Required work: The lines wanted run from the first one below through the one with "use crate::RuntimeState;". Return them exactly.

Stored data entries:

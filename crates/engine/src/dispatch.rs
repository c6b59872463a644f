use std::sync::Arc;

use axum::http::{Request, Response, StatusCode, Uri};
use pool::{ActivityRuntime, Body, RuntimeError};
use registry::ActivityDescriptor;

use crate::RuntimeState;
use crate::assets::serve_next_asset;
use crate::pages::{fallback_page, html_response, not_found_page};

/// Route a request that no fixed endpoint claimed: bundler assets, then
/// activities, then the 404 page.
pub async fn route(state: &RuntimeState, request: Request<Body>) -> Response<Body> {
    let path = request.uri().path().to_string();

    if path == "/_next" || path.starts_with("/_next/") {
        return serve_next_asset(state, request).await;
    }

    if let Some((activity, remainder)) = state.routes.resolve(&path) {
        let activity = Arc::clone(activity);
        let remainder = remainder.to_string();
        return serve_activity(state, activity, &remainder, request).await;
    }

    tracing::warn!(
        url = %request.uri(),
        method = %request.method(),
        event = "404",
        "404 Not Found"
    );
    html_response(StatusCode::NOT_FOUND, not_found_page(&path))
}

/// Serve one request for `activity`; `remainder` is the path below its
/// route. Failures degrade to the placeholder page, except for the
/// activity's own `/_next` assets which answer 404.
pub async fn serve_activity(
    state: &RuntimeState,
    activity: Arc<ActivityDescriptor>,
    remainder: &str,
    request: Request<Body>,
) -> Response<Body> {
    tracing::debug!(
        name = %activity.name,
        route = %activity.route,
        url = %request.uri(),
        method = %request.method(),
        "activity request"
    );
    let request = rebase(request, remainder);
    let is_asset = remainder.starts_with("/_next/");

    if activity.has_runtime() {
        let runtime = match state.pool.get_or_create(&activity).await {
            Ok(runtime) => runtime,
            Err(err) => {
                state.metrics.record_error();
                tracing::debug!(name = %activity.name, error = %err, "runtime unavailable");
                return degraded(&activity, is_asset);
            }
        };
        return match runtime.handle(request).await {
            Ok(response) => response,
            Err(err) => {
                state.metrics.record_error();
                tracing::warn!(name = %activity.name, error = %err, "runtime request failed");
                degraded(&activity, is_asset)
            }
        };
    }

    let Some(runtime) = state.static_runtime(&activity.route) else {
        return degraded(&activity, is_asset);
    };
    match runtime.handle(request).await {
        Ok(response) => response,
        Err(RuntimeError::NotFound(_)) => degraded(&activity, false),
        Err(err) => {
            tracing::warn!(name = %activity.name, error = %err, "static file read failed");
            degraded(&activity, false)
        }
    }
}

fn degraded(activity: &ActivityDescriptor, is_asset: bool) -> Response<Body> {
    if is_asset {
        let mut response = Response::new(Body::empty());
        *response.status_mut() = StatusCode::NOT_FOUND;
        return response;
    }
    tracing::debug!(
        name = %activity.name,
        route = %activity.route,
        event = "static_fallback",
        "serving static fallback"
    );
    html_response(StatusCode::OK, fallback_page(activity))
}

/// Replace the request path with `remainder`, keeping the query string.
fn rebase(mut request: Request<Body>, remainder: &str) -> Request<Body> {
    let target = match request.uri().query() {
        Some(query) => format!("{}?{}", remainder, query),
        None => remainder.to_string(),
    };
    match target.parse::<Uri>() {
        Ok(uri) => *request.uri_mut() = uri,
        Err(err) => {
            tracing::debug!(uri = %target, error = %err, "could not rebase request");
            *request.uri_mut() = Uri::from_static("/");
        }
    }
    request
}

Answer for the task:
filename crates/engine/src/dispatch.rs
repository c6b59872463a644f
use std::sync::Arc;

use axum::http::{Request, Response, StatusCode, Uri};
use pool::{ActivityRuntime, Body, RuntimeError};
use registry::ActivityDescriptor;

use crate::RuntimeState;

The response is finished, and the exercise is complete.